9 Gemäß § 768 Abs. 1 Satz 1 BGB könne der Bürge sich auf die Verjährung der
Hauptforderung berufen. Die Berufung hierauf sei dem Beklagten im Streitfall
nicht schon deshalb versagt, weil Verjährung erst nach seiner gerichtlichen
Inanspruchnahme aus der Bürgschaft eingetreten sei. Nach ständiger
Rechtsprechung des Bundesgerichtshofs unterbreche eine Klage gegen den
Bürgen die Verjährung des gesicherten Anspruchs gegen den Hauptschuldner
nicht. Der Bürge könne sich daher auch dann noch auf die Einrede der
Verjährung der Hauptforderung berufen, wenn die Verjährung erst nach
Erhebung der Bürgschaftsklage eintrete; dies könne sogar noch nach
rechtskräftiger Verurteilung im Wege der Vollstreckungsgegenklage geschehen.
10 Die Bürgschaft begründe eine von der Verbindlichkeit des Hauptschuldners
verschiedene, einseitig übernommene Verbindlichkeit des Bürgen. Ihr
Rechtscharakter bestimme sich nicht aus der Natur der Hauptschuld. Ihre
Abhängigkeit von der gesicherten Hauptschuld (Akzessorietät) solle nur
sicherstellen, dass der Gläubiger vom Bürgen das bekomme, was er vom
Hauptschuldner nach dem jeweiligen Bestand der Hauptschuld zu bekommen habe.
Eine Verschlechterung seiner Rechtsstellung durch eine Erweiterung der
Hauptschuld, die nicht auf die Zahlungsunfähigkeit oder -unwilligkeit des
Hauptschuldners zurückzuführen sei, müsse der Bürge sich nicht zurechnen
lassen.
11 Im Hinblick auf die erhobene Einrede der Verjährung seien die weiteren
vom Beklagten mit der Berufung vorgebrachten Einwände gegen die
Klageforderung nicht mehr entscheidungserheblich.
II.
12 Über die Revision der Klägerin ist, da der Beklagte trotz ordnungsgemäßer
Ladung im Termin nicht vertreten war, durch Versäumnisurteil zu entscheiden,
das aber inhaltlich nicht auf der Säumnis, sondern auf einer sachlichen
Prüfung des Antrags beruht (vgl. BGH, Urteil vom 4. April 1962 - V ZR
110/60, BGHZ 37, 79, 81).
13 Die Ausführungen des Berufungsgerichts halten einer
revisionsrechtlichen Überprüfung nicht stand.
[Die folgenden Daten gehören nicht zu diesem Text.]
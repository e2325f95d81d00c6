use std::cmp::Ordering;
use std::collections::HashMap;
use std::sync::RwLock;

use chrono::{DateTime, Duration, SecondsFormat, Utc};
use serde_json::Value;
use uuid::Uuid;

use super::{DataStore, Direction, Filter, Query, Row, StoreError, Table};

#[derive(Debug, Default)]
struct Tables {
    rows: HashMap<Table, Vec<Row>>,
    last_stamp: Option<DateTime<Utc>>,
}

impl Tables {
    /// Strictly increasing timestamps, so creation order is observable even
    /// when two inserts land in the same clock tick.
    fn next_stamp(&mut self) -> String {
        let now = Utc::now();
        let stamp = match self.last_stamp {
            Some(last) if now <= last => last + Duration::microseconds(1),
            _ => now,
        };
        self.last_stamp = Some(stamp);
        stamp.to_rfc3339_opts(SecondsFormat::Micros, true)
    }
}

/// In-memory row store.
///
/// Intended for tests/dev. Not optimized for performance.
#[derive(Debug, Default)]
pub struct InMemoryStore {
    tables: RwLock<Tables>,
}

impl InMemoryStore {
    pub fn new() -> Self {
        Self::default()
    }

    /// Number of rows currently held in `table`.
    pub fn row_count(&self, table: Table) -> usize {
        self.tables
            .read()
            .map(|t| t.rows.get(&table).map_or(0, Vec::len))
            .unwrap_or(0)
    }
}

fn id_of(row: &Row) -> Option<&str> {
    row.get("id").and_then(Value::as_str)
}

fn text_of(value: &Value) -> Option<String> {
    match value {
        Value::Null => None,
        Value::String(s) => Some(s.clone()),
        other => Some(other.to_string()),
    }
}

fn matches(row: &Row, query: &Query) -> bool {
    let filters_ok = query.filters.iter().all(|filter| match filter {
        Filter::Eq { column, value } => {
            row.get(*column).and_then(text_of).as_deref() == Some(value.as_str())
        }
        Filter::In { column, values } => row
            .get(*column)
            .and_then(text_of)
            .is_some_and(|v| values.contains(&v)),
    });
    if !filters_ok {
        return false;
    }

    match &query.search {
        None => true,
        Some(search) => {
            let needle = search.term.to_lowercase();
            search.columns.iter().any(|column| {
                row.get(*column)
                    .and_then(text_of)
                    .is_some_and(|v| v.to_lowercase().contains(&needle))
            })
        }
    }
}

/// Nulls sort last, like PostgreSQL's default for ascending order.
fn compare(a: Option<&Value>, b: Option<&Value>) -> Ordering {
    let a = a.filter(|v| !v.is_null());
    let b = b.filter(|v| !v.is_null());
    match (a, b) {
        (None, None) => Ordering::Equal,
        (None, Some(_)) => Ordering::Greater,
        (Some(_), None) => Ordering::Less,
        (Some(Value::Number(x)), Some(Value::Number(y))) => x
            .as_f64()
            .partial_cmp(&y.as_f64())
            .unwrap_or(Ordering::Equal),
        (Some(Value::String(x)), Some(Value::String(y))) => x.cmp(y),
        (Some(x), Some(y)) => x.to_string().cmp(&y.to_string()),
    }
}

#[async_trait::async_trait]
impl DataStore for InMemoryStore {
    async fn select(&self, query: &Query) -> Result<Vec<Row>, StoreError> {
        let tables = self.tables.read().map_err(|_| StoreError::Poisoned)?;

        let mut rows: Vec<Row> = tables
            .rows
            .get(&query.table)
            .map(|rows| rows.iter().filter(|r| matches(r, query)).cloned().collect())
            .unwrap_or_default();

        if let Some(order) = query.order {
            rows.sort_by(|a, b| {
                let ord = compare(a.get(order.column), b.get(order.column));
                match order.direction {
                    Direction::Asc => ord,
                    Direction::Desc => ord.reverse(),
                }
            });
        }
        if let Some(limit) = query.limit {
            rows.truncate(limit);
        }

        Ok(rows)
    }

    async fn insert(&self, table: Table, mut row: Row) -> Result<Row, StoreError> {
        let mut tables = self.tables.write().map_err(|_| StoreError::Poisoned)?;

        if id_of(&row).is_none() {
            row.insert("id".to_string(), Value::String(Uuid::now_v7().to_string()));
        }
        let stamp = tables.next_stamp();
        row.entry("created_at")
            .or_insert_with(|| Value::String(stamp.clone()));
        row.entry("updated_at").or_insert(Value::String(stamp));

        tables.rows.entry(table).or_default().push(row.clone());
        Ok(row)
    }

    async fn update(&self, table: Table, id: Uuid, patch: Row) -> Result<Row, StoreError> {
        let mut tables = self.tables.write().map_err(|_| StoreError::Poisoned)?;
        let stamp = tables.next_stamp();
        let key = id.to_string();

        let row = tables
            .rows
            .get_mut(&table)
            .and_then(|rows| rows.iter_mut().find(|r| id_of(r) == Some(key.as_str())))
            .ok_or(StoreError::NotFound { table, id })?;

        let touched = patch.contains_key("updated_at");
        for (column, value) in patch {
            row.insert(column, value);
        }
        if !touched {
            row.insert("updated_at".to_string(), Value::String(stamp));
        }

        Ok(row.clone())
    }

    async fn delete(&self, table: Table, id: Uuid) -> Result<(), StoreError> {
        let mut tables = self.tables.write().map_err(|_| StoreError::Poisoned)?;
        let key = id.to_string();
        if let Some(rows) = tables.rows.get_mut(&table) {
            rows.retain(|r| id_of(r) != Some(key.as_str()));
        }
        Ok(())
    }
}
Die von der Klägerin geltend
gemachte Regressforderung ist nicht verjährt.
14 1. Mit Recht und von der Revision jedenfalls im Ergebnis
unbeanstandet ist das Berufungsgericht allerdings davon ausgegangen, dass
der Beklagte seiner Inanspruchnahme aus der auf die Klägerin übergegangenen
Bürgschaftsforderung aus der selbstschuldnerischen Bürgschaft die Einrede
der Verjährung der Hauptforderung entgegenhalten kann.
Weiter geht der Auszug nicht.